Walmart is developing a new subscription service to compete with Amazon Prime, according to report today in Recode. The service, called Walmart+, will likely cost $98 per year and offer customers unlimited same-day delivery of groceries from 1,600 stores across the U.S. Walmart confirmed that it's developing a service under the Walmart+ moniker but declined to offer more specifics.
Amazon isn't giving up on grocery — And that seems to be what's motivating Walmart to focus on grocery delivery rather than the full selection of products available on its e-commerce website. The retail giant has tried to expand its e-commerce business by turning it into a marketplace like Amazon, where third-party merchants can list their own products and ship them to customers. But Walmart.com still has a much smaller selection than Amazon, which had a huge head start and now has more than 150 million customers paying for fast shipping. Groceries, however, are where Walmart reigns supreme.

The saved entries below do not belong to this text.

//! # census-core
//!
//! Core types shared across the optimade-census crates:
//! - The fixed periodic table the prober works over
//! - Presence maps, including the compact `{ "all": false }` form
//! - Records for the persisted ptable and counts documents
//! - CORS proxy rewriting rules

pub mod cors;
pub mod elements;
pub mod presence;
pub mod records;

pub use cors::CorsProxy;
pub use elements::{Element, ElementGroup, PERIODIC_TABLE};
pub use presence::PresenceTable;
pub use records::{CountBounds, CountsChild, CountsEntry, PtableDocument, PtableEntry};

/// Returns `true` when `url` looks like a usable OPTIMADE base endpoint.
///
/// Only the scheme prefix is checked; anything that does not start with
/// `http` (including `https`) is skipped by the drivers.
#[must_use]
pub fn is_http_url(url: Option<&str>) -> bool {
    url.is_some_and(|u| u.starts_with("http"))
}
//! In-memory OPTIMADE fakes for probe tests.

#![allow(dead_code)]

use std::collections::{HashMap, HashSet};
use std::sync::Mutex;

use async_trait::async_trait;
use census_client::{
    BaseUrl, ClientError, CountField, LinkAttributes, LinkResource, Provider, ProviderAttributes,
};
use census_core::{CountBounds, Element, ElementGroup};
use census_probe::{BatchQuery, CountSource, LinkSource};

/// `H`, `He`, `Li`.
pub static TINY_TABLE: [Element; 3] = [
    Element::new("H", 1, ElementGroup::Nonmetal),
    Element::new("He", 2, ElementGroup::NobleGas),
    Element::new("Li", 3, ElementGroup::AlkaliMetal),
];

/// A fake network: which elements each child database holds, which
/// providers expose which children, and a log of every call.
#[derive(Default)]
pub struct FakeOptimade {
    holdings: HashMap<String, HashSet<String>>,
    failing: HashSet<String>,
    links: HashMap<String, Vec<LinkResource>>,
    counts: HashMap<(String, &'static str), CountBounds>,
    queries: Mutex<Vec<(String, Vec<String>)>>,
    link_calls: Mutex<Vec<String>>,
}

impl FakeOptimade {
    pub fn new() -> Self {
        Self::default()
    }

    /// Declare the elements held by the child database at `url`.
    pub fn holds(mut self, url: &str, symbols: &[&str]) -> Self {
        self.holdings.insert(
            url.to_string(),
            symbols.iter().map(ToString::to_string).collect(),
        );
        self
    }

    /// Every query against `url` fails.
    pub fn failing(mut self, url: &str) -> Self {
        self.failing.insert(url.to_string());
        self
    }

    /// Provider at `base_url` lists these child URLs.
    pub fn children(mut self, base_url: &str, child_urls: &[&str]) -> Self {
        self.links.insert(
            base_url.to_string(),
            child_urls.iter().map(|url| child_link(url)).collect(),
        );
        self
    }

    /// Provider at `base_url` lists arbitrary link entries.
    pub fn raw_links(mut self, base_url: &str, links: Vec<LinkResource>) -> Self {
        self.links.insert(base_url.to_string(), links);
        self
    }

    pub fn counts(mut self, url: &str, field: CountField, bounds: CountBounds) -> Self {
        self.counts.insert((url.to_string(), field.as_str()), bounds);
        self
    }

    pub fn queries(&self) -> Vec<(String, Vec<String>)> {
        self.queries.lock().unwrap().clone()
    }

    pub fn queries_for(&self, url: &str) -> Vec<Vec<String>> {
        self.queries()
            .into_iter()
            .filter(|(u, _)| u == url)
            .map(|(_, batch)| batch)
            .collect()
    }

    pub fn link_calls(&self) -> Vec<String> {
        self.link_calls.lock().unwrap().clone()
    }
}

#[async_trait]
impl BatchQuery for FakeOptimade {
    async fn any_present(&self, provider_url: &str, symbols: &[&str]) -> bool {
        self.queries.lock().unwrap().push((
            provider_url.to_string(),
            symbols.iter().map(ToString::to_string).collect(),
        ));
        tokio::task::yield_now().await;

        if self.failing.contains(provider_url) {
            return false;
        }
        self.holdings
            .get(provider_url)
            .is_some_and(|held| symbols.iter().any(|s| held.contains(*s)))
    }
}

#[async_trait]
impl LinkSource for FakeOptimade {
    async fn child_links(&self, base_url: &str) -> Result<Vec<LinkResource>, ClientError> {
        self.link_calls.lock().unwrap().push(base_url.to_string());
        self.links
            .get(base_url)
            .cloned()
            .ok_or_else(|| ClientError::LinksUnavailable {
                base_url: base_url.to_string(),
                attempts: 2,
            })
    }
}

#[async_trait]
impl CountSource for FakeOptimade {
    async fn count_bounds(&self, provider_url: &str, field: CountField) -> CountBounds {
        self.counts
            .get(&(provider_url.to_string(), field.as_str()))
            .copied()
            .unwrap_or_default()
    }
}

pub fn child_link(url: &str) -> LinkResource {
    LinkResource {
        id: url.rsplit('/').next().unwrap_or(url).to_string(),
        attributes: LinkAttributes {
            name: None,
            base_url: Some(BaseUrl::Plain(url.to_string())),
            link_type: Some("child".to_string()),
        },
    }
}

pub fn provider(id: &str, base_url: Option<&str>) -> Provider {
    Provider {
        id: id.to_string(),
        attributes: ProviderAttributes {
            name: None,
            description: None,
            base_url: base_url.map(|url| BaseUrl::Plain(url.to_string())),
        },
    }
}

pub fn symbols(batches: &[&[&str]]) -> Vec<Vec<String>> {
    batches
        .iter()
        .map(|batch| batch.iter().map(ToString::to_string).collect())
        .collect()
}
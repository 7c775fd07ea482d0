//! Client error types.

use std::path::PathBuf;

use thiserror::Error;

/// Errors that can occur when talking to OPTIMADE endpoints.
#[derive(Debug, Error)]
pub enum ClientError {
    /// HTTP transport or body decoding error.
    #[error("HTTP error: {0}")]
    Http(#[from] reqwest::Error),

    /// The endpoint returned a non-success status code.
    #[error("API error ({status}): {message}")]
    Api {
        /// HTTP status code returned by the endpoint.
        status: u16,
        /// Response body, if it could be read.
        message: String,
    },

    /// A response or local document did not have the expected shape.
    #[error("parse error: {0}")]
    Parse(String),

    /// Reading a local fallback file failed.
    #[error("failed to read {}: {source}", path.display())]
    Io {
        path: PathBuf,
        #[source]
        source: std::io::Error,
    },

    /// Neither the remote provider directory nor the local copy was usable.
    #[error("provider directory unavailable (remote: {remote}; fallback: {fallback})")]
    ProvidersUnavailable { remote: String, fallback: String },

    /// Every direct and proxied link-discovery attempt failed.
    #[error("link discovery failed for {base_url} after {attempts} attempts")]
    LinksUnavailable { base_url: String, attempts: usize },
}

Amazon has for years attempted to break into grocery through initiatives like its Amazon Fresh grocery service, the acquisition of Whole Foods, and the launch of cashierless convenience stores. But none of these initiatives have contributed meaningfully to Amazon's business. The recent launch of its cashierless grocery store shows that the company is still committed to becoming a force in grocery, however, and that clearly has Walmart worried. Amazon owns 40 percent of e-commerce sales in the U.S. and has that huge base of Prime members who spend more than non-Prime customers. If it can perfect grocery, Walmart would be at risk of ceding the only business where it's a true leader.
Walmart has some advantages — Like the over 4,000 stores it has spread across the country from which it can delivery groceries, with 90 percent of Americans living within 10 miles of a Walmart store. Amazon doesn't have nearly the same footprint. Walmart also has pharmacies in its stores and gas stations at many locations — Recode reports that the company may add delivery of prescription drugs to Walmart+, as well as discounts on gasoline. Those additions could help the service differentiate itself from Amazon Prime.
The question remains whether Walmart's "everyday low price" shoppers will want to pay an annual membership fee, and whether or not unlimited grocery is enough to entice them in the face of Prime, which includes a slew of perks beyond speedy delivery.